## Work to complete
Reproduce all of the data exactly as written.

Records drawn from a dataset
*****
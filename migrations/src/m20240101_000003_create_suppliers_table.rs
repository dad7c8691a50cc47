use sea_orm_migration::prelude::*;

#[derive(DeriveMigrationName)]
pub struct Migration;

#[async_trait::async_trait]
impl MigrationTrait for Migration {
    async fn up(&self, manager: &SchemaManager) -> Result<(), DbErr> {
        manager
            .create_table(
                Table::create()
                    .table(Suppliers::Table)
                    .if_not_exists()
                    .col(ColumnDef::new(Suppliers::Id).uuid().not_null().primary_key())
                    .col(ColumnDef::new(Suppliers::Name).string_len(255).not_null())
                    .col(
                        ColumnDef::new(Suppliers::Code)
                            .string_len(50)
                            .not_null()
                            .unique_key(),
                    )
                    .col(ColumnDef::new(Suppliers::ContactPerson).string_len(255))
                    .col(ColumnDef::new(Suppliers::ContactEmail).string_len(255))
                    .col(ColumnDef::new(Suppliers::ContactPhone).string_len(50))
                    .col(ColumnDef::new(Suppliers::Address).text())
                    .col(ColumnDef::new(Suppliers::Country).string_len(100))
                    .col(ColumnDef::new(Suppliers::Category).string_len(100))
                    .col(
                        ColumnDef::new(Suppliers::Status)
                            .string_len(50)
                            .not_null()
                            .default("Active"),
                    )
                    .col(ColumnDef::new(Suppliers::Rating).decimal_len(3, 1))
                    .col(ColumnDef::new(Suppliers::PaymentTerms).string_len(100))
                    .col(
                        ColumnDef::new(Suppliers::CreatedAt)
                            .timestamp_with_time_zone()
                            .not_null(),
                    )
                    .col(
                        ColumnDef::new(Suppliers::UpdatedAt)
                            .timestamp_with_time_zone()
                            .not_null(),
                    )
                    .to_owned(),
            )
            .await
    }

    async fn down(&self, manager: &SchemaManager) -> Result<(), DbErr> {
        manager
            .drop_table(Table::drop().table(Suppliers::Table).to_owned())
            .await
    }
}

#[derive(DeriveIden)]
enum Suppliers {
    Table,
    Id,
    Name,
    Code,
    ContactPerson,
    ContactEmail,
    ContactPhone,
    Address,
    Country,
    Category,
    Status,
    Rating,
    PaymentTerms,
    CreatedAt,
    UpdatedAt,
}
*****
## Answer section
filename migrations/src/m20240101_000003_create_suppliers_table.rs
repository dad7c8691a50cc47
use sea_orm_migration::prelude::*;

#[derive(DeriveMigrationName)]
pub struct Migration;

#[async_trait::async_trait]
impl MigrationTrait for Migration {
    async fn up(&self, manager: &SchemaManager) -> Result<(), DbErr> {
        manager
            .create_table(
                Table::create()
                    .table(Suppliers::Table)
                    .if_not_exists()
                    .col(ColumnDef::new(Suppliers::Id).uuid().not_null().primary_key())
                    .col(ColumnDef::new(Suppliers::Name).string_len(255).not_null())
                    .col(
                        ColumnDef::new(Suppliers::Code)
                            .string_len(50)
                            .not_null()
                            .unique_key(),
                    )
                    .col(ColumnDef::new(Suppliers::ContactPerson).string_len(255))
                    .col(ColumnDef::new(Suppliers::ContactEmail).string_len(255))
                    .col(ColumnDef::new(Suppliers::ContactPhone).string_len(50))
                    .col(ColumnDef::new(Suppliers::Address).text())
                    .col(ColumnDef::new(Suppliers::Country).string_len(100))
                    .col(ColumnDef::new(Suppliers::Category).string_len(100))
                    .col(
                        ColumnDef::new(Suppliers::Status)
                            .string_len(50)
                            .not_null()
                            .default("Active"),
                    )
                    .col(ColumnDef::new(Suppliers::Rating).decimal_len(3, 1))
                    .col(ColumnDef::new(Suppliers::PaymentTerms).string_len(100))
                    .col(
                        ColumnDef::new(Suppliers::CreatedAt)
                            .timestamp_with_time_zone()
                            .not_null(),
                    )
                    .col(
                        ColumnDef::new(Suppliers::UpdatedAt)
                            .timestamp_with_time_zone()
                            .not_null(),
                    )
                    .to_owned(),
            )
            .await
    }

    async fn down(&self, manager: &SchemaManager) -> Result<(), DbErr> {
        manager
            .drop_table(Table::drop().table(Suppliers::Table).to_owned())
            .await
    }
}

#[derive(DeriveIden)]
enum Suppliers {
    Table,
    Id,
    Name,
    Code,
    ContactPerson,
    ContactEmail,
    ContactPhone,
    Address,
    Country,
    Category,
    Status,
    Rating,
    PaymentTerms,
    CreatedAt,
    UpdatedAt,
}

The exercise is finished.